**Data in this exercise**
* * *
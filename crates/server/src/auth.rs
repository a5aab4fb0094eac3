use axum::{
    extract::{Request, State},
    middleware::Next,
    response::Response,
};
use tracing::warn;

use crate::{AppState, error::ApiError};

/// Header carrying the family's shared secret
pub const SECRET_HEADER: &str = "x-app-secret";

pub async fn require_secret(
    State(state): State<AppState>,
    request: Request,
    next: Next,
) -> Result<Response, ApiError> {
    let provided = request
        .headers()
        .get(SECRET_HEADER)
        .and_then(|value| value.to_str().ok());
    let had_secret = provided.is_some();
    let authorized = provided.is_some_and(|secret| state.secret_matches(secret));

    if authorized {
        return Ok(next.run(request).await);
    }

    warn!(
        path = %request.uri().path(),
        had_secret,
        "Rejected unauthenticated request"
    );
    Err(ApiError::Unauthorized)
}
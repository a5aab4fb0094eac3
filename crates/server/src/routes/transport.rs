use axum::{
    Router,
    extract::State,
    response::Json as ResponseJson,
    routing::get,
};
use db::models::transport::{CreateTransport, Transport};
use services::services::bookings::BookingService;
use utils::response::ApiResponse;
use uuid::Uuid;

use super::TermQuery;
use crate::{
    AppState,
    error::ApiError,
    extract::{Json, Path, Query},
};

/// GET /api/transport
pub async fn list_transport(
    State(state): State<AppState>,
    Query(query): Query<TermQuery>,
) -> Result<ResponseJson<ApiResponse<Vec<Transport>>>, ApiError> {
    let transport = BookingService::new(state.db().pool.clone())
        .list_transport(query.term_id.as_deref())
        .await?;
    Ok(ResponseJson(ApiResponse::success(transport)))
}

/// POST /api/transport
pub async fn create_transport(
    State(state): State<AppState>,
    Json(payload): Json<CreateTransport>,
) -> Result<ResponseJson<ApiResponse<Transport>>, ApiError> {
    let transport = BookingService::new(state.db().pool.clone())
        .create_transport(&payload)
        .await?;
    Ok(ResponseJson(ApiResponse::success(transport)))
}

/// GET /api/transport/{id}
pub async fn get_transport(
    State(state): State<AppState>,
    Path(id): Path<Uuid>,
) -> Result<ResponseJson<ApiResponse<Transport>>, ApiError> {
    let transport = BookingService::new(state.db().pool.clone())
        .get_transport(id)
        .await?;
    Ok(ResponseJson(ApiResponse::success(transport)))
}

/// PUT /api/transport/{id}
pub async fn update_transport(
    State(state): State<AppState>,
    Path(id): Path<Uuid>,
    Json(payload): Json<CreateTransport>,
) -> Result<ResponseJson<ApiResponse<Transport>>, ApiError> {
    let transport = BookingService::new(state.db().pool.clone())
        .update_transport(id, &payload)
        .await?;
    Ok(ResponseJson(ApiResponse::success(transport)))
}

/// DELETE /api/transport/{id}
pub async fn delete_transport(
    State(state): State<AppState>,
    Path(id): Path<Uuid>,
) -> Result<ResponseJson<ApiResponse<()>>, ApiError> {
    BookingService::new(state.db().pool.clone())
        .delete_transport(id)
        .await?;
    Ok(ResponseJson(ApiResponse::success(())))
}

pub fn router() -> Router<AppState> {
    Router::new()
        .route("/transport", get(list_transport).post(create_transport))
        .route(
            "/transport/{id}",
            get(get_transport).put(update_transport).delete(delete_transport),
        )
}
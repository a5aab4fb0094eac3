use chrono::{DateTime, Utc};
use serde::{Deserialize, Serialize};
use sqlx::{FromRow, PgPool};
use ts_rs::TS;

/// Family declaration that a term needs no flights and/or no transport.
/// At most one row per term.
#[derive(Debug, Clone, FromRow, Serialize, Deserialize, PartialEq, TS)]
pub struct NotTravelling {
    pub term_id: String,
    pub no_flights: bool,
    pub no_transport: bool,
    pub updated_at: DateTime<Utc>,
}

#[derive(Debug, Clone, Default, Serialize, Deserialize, TS)]
pub struct UpsertNotTravelling {
    #[serde(default)]
    pub no_flights: bool,
    #[serde(default)]
    pub no_transport: bool,
}

impl NotTravelling {
    pub async fn find_all(pool: &PgPool) -> Result<Vec<Self>, sqlx::Error> {
        sqlx::query_as::<_, NotTravelling>(
            "SELECT term_id, no_flights, no_transport, updated_at FROM not_travelling ORDER BY term_id",
        )
        .fetch_all(pool)
        .await
    }

    pub async fn find_by_term_id(pool: &PgPool, term_id: &str) -> Result<Option<Self>, sqlx::Error> {
        sqlx::query_as::<_, NotTravelling>(
            "SELECT term_id, no_flights, no_transport, updated_at FROM not_travelling WHERE term_id = $1",
        )
        .bind(term_id)
        .fetch_optional(pool)
        .await
    }

    pub async fn upsert(
        pool: &PgPool,
        term_id: &str,
        data: &UpsertNotTravelling,
    ) -> Result<Self, sqlx::Error> {
        sqlx::query_as::<_, NotTravelling>(
            r#"INSERT INTO not_travelling (term_id, no_flights, no_transport)
               VALUES ($1, $2, $3)
               ON CONFLICT (term_id) DO UPDATE SET
                   no_flights = excluded.no_flights,
                   no_transport = excluded.no_transport,
                   updated_at = now()
               RETURNING term_id, no_flights, no_transport, updated_at"#,
        )
        .bind(term_id)
        .bind(data.no_flights)
        .bind(data.no_transport)
        .fetch_one(pool)
        .await
    }

    pub async fn delete(pool: &PgPool, term_id: &str) -> Result<u64, sqlx::Error> {
        let result = sqlx::query("DELETE FROM not_travelling WHERE term_id = $1")
            .bind(term_id)
            .execute(pool)
            .await?;
        Ok(result.rows_affected())
    }
}
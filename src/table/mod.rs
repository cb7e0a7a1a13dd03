//! A blackjack table: wagers, rounds and settlement.
//!
//! The table sequences one round at a time:
//!
//! ```text
//! place_bet ──► hit* ──► stand ──► settle ──► RoundReport
//!                 └── bust ──────► settle ──► RoundReport
//! ```
//!
//! Wagers are validated here, before the engine deals. Once a round is
//! resolved its outcome is final; settlement is attempted afterwards and a
//! failure is reported next to the outcome, leaving the known balance as it
//! was.

pub mod config;

pub use config::{ConfigError, TableConfig, DEFAULT_STARTING_BALANCE};

use rand::rngs::StdRng;
use rand::SeedableRng;
use serde::Serialize;
use thiserror::Error;
use tracing::{info, warn};

use crate::engine::{Hand, Outcome, Round, RoundError};
use crate::settlement::{Settlement, SettlementError, SettlementRequest};

/// Errors from driving a table.
#[derive(Debug, Clone, PartialEq, Error)]
pub enum TableError {
    /// Wager is zero, negative or not a number.
    #[error("enter a valid amount greater than 0 (got {0})")]
    InvalidWager(f64),
    /// Wager exceeds the known balance.
    #[error("insufficient funds: wager {wager} exceeds balance {balance}")]
    InsufficientFunds { wager: f64, balance: f64 },
    /// A bet was placed while a round is still open.
    #[error("a round is already in progress")]
    RoundInProgress,
    /// Hit or stand without an open round.
    #[error("no round in progress; place a bet first")]
    NoActiveRound,
    #[error(transparent)]
    Round(#[from] RoundError),
}

/// What became of the funds side of a round.
#[derive(Debug, Clone, PartialEq, Serialize)]
#[serde(tag = "status", rename_all = "lowercase")]
pub enum SettlementStatus {
    /// Service applied the round; this is the new balance.
    Settled { balance: f64 },
    /// Service could not be reached or refused the round.
    Failed { message: String },
}

/// Everything known about a finished round.
#[derive(Debug, Clone, PartialEq, Serialize)]
pub struct RoundReport {
    pub outcome: Outcome,
    pub player: Hand,
    pub dealer: Hand,
    pub player_total: u32,
    pub dealer_total: u32,
    pub wager: f64,
    pub settlement: SettlementStatus,
}

impl RoundReport {
    /// Check if the player busted.
    pub fn player_bust(&self) -> bool {
        self.player.is_bust()
    }

    /// New balance, if settlement succeeded.
    pub fn balance(&self) -> Option<f64> {
        match self.settlement {
            SettlementStatus::Settled { balance } => Some(balance),
            SettlementStatus::Failed { .. } => None,
        }
    }
}

/// Result of a hit.
#[derive(Debug, Clone, PartialEq)]
pub enum Turn {
    /// Player is still in; this is the new total.
    Continue { total: u32 },
    /// Player busted; the round is over.
    Resolved(RoundReport),
}

/// A single-seat table bound to one user and one settlement backend.
pub struct Table<S: Settlement> {
    config: TableConfig,
    settlement: S,
    rng: StdRng,
    balance: f64,
    round: Option<Round>,
    rounds_played: u64,
}

impl<S: Settlement> Table<S> {
    /// Create a table. The balance starts at `config.starting_balance`.
    pub fn new(config: TableConfig, settlement: S) -> Result<Self, ConfigError> {
        config.validate()?;

        let rng = match config.seed {
            Some(seed) => StdRng::seed_from_u64(seed),
            None => StdRng::from_entropy(),
        };

        Ok(Self {
            balance: config.starting_balance,
            config,
            settlement,
            rng,
            round: None,
            rounds_played: 0,
        })
    }

    /// Query the settlement service for the current balance.
    ///
    /// On failure the last known balance is kept and the error returned.
    pub fn refresh_balance(&mut self) -> Result<f64, SettlementError> {
        match self.settlement.balance(&self.config.user_id) {
            Ok(balance) => {
                self.balance = balance;
                Ok(balance)
            }
            Err(e) => {
                warn!(user = %self.config.user_id, error = %e, "could not fetch balance");
                Err(e)
            }
        }
    }

    /// Validate a wager and deal a new round.
    pub fn place_bet(&mut self, wager: f64) -> Result<&Round, TableError> {
        if self.round.is_some() {
            return Err(TableError::RoundInProgress);
        }
        if !wager.is_finite() || wager <= 0.0 {
            return Err(TableError::InvalidWager(wager));
        }
        if wager > self.balance {
            return Err(TableError::InsufficientFunds {
                wager,
                balance: self.balance,
            });
        }

        let mut round = Round::new(wager);
        round.deal(&mut self.rng)?;
        Ok(&*self.round.insert(round))
    }

    /// Draw a card for the player.
    pub fn hit(&mut self) -> Result<Turn, TableError> {
        let round = self.round.as_mut().ok_or(TableError::NoActiveRound)?;
        let total = round.hit(&mut self.rng)?;

        if round.is_resolved() {
            Ok(Turn::Resolved(self.close_round()?))
        } else {
            Ok(Turn::Continue { total })
        }
    }

    /// Stand, let the dealer play, and settle.
    pub fn stand(&mut self) -> Result<RoundReport, TableError> {
        let round = self.round.as_mut().ok_or(TableError::NoActiveRound)?;
        round.stand(&mut self.rng)?;
        self.close_round()
    }

    fn close_round(&mut self) -> Result<RoundReport, TableError> {
        let round = self.round.take().ok_or(TableError::NoActiveRound)?;
        let outcome = round.outcome().ok_or(RoundError::InvalidPhase {
            action: "settle",
            actual: round.phase(),
        })?;
        self.rounds_played += 1;

        info!(
            outcome = %outcome,
            player = round.player().total(),
            dealer = round.dealer().total(),
            wager = round.wager(),
            "round resolved"
        );

        let request = SettlementRequest::new(self.config.user_id.clone(), outcome, round.wager());
        let settlement = match self.settlement.settle(&request) {
            Ok(funds) => {
                self.balance = funds.balance;
                SettlementStatus::Settled {
                    balance: funds.balance,
                }
            }
            Err(e) => {
                warn!(error = %e, "settlement failed; outcome stands");
                SettlementStatus::Failed {
                    message: format!("error updating funds: {}", e),
                }
            }
        };

        Ok(RoundReport {
            outcome,
            player_total: round.player().total(),
            dealer_total: round.dealer().total(),
            player: round.player().clone(),
            dealer: round.dealer().clone(),
            wager: round.wager(),
            settlement,
        })
    }

    /// Last known balance.
    pub fn balance(&self) -> f64 {
        self.balance
    }

    /// The open round, if any.
    pub fn round(&self) -> Option<&Round> {
        self.round.as_ref()
    }

    /// Rounds resolved at this table.
    pub fn rounds_played(&self) -> u64 {
        self.rounds_played
    }

    /// The table's configuration.
    pub fn config(&self) -> &TableConfig {
        &self.config
    }

    /// The settlement backend.
    pub fn settlement(&self) -> &S {
        &self.settlement
    }
}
* * *
**What this task involves**
Filter the listing above, keeping only the lines with "SettlementError".

**Written solution**
use crate::settlement::{Settlement, SettlementError, SettlementRequest};
    pub fn refresh_balance(&mut self) -> Result<f64, SettlementError> {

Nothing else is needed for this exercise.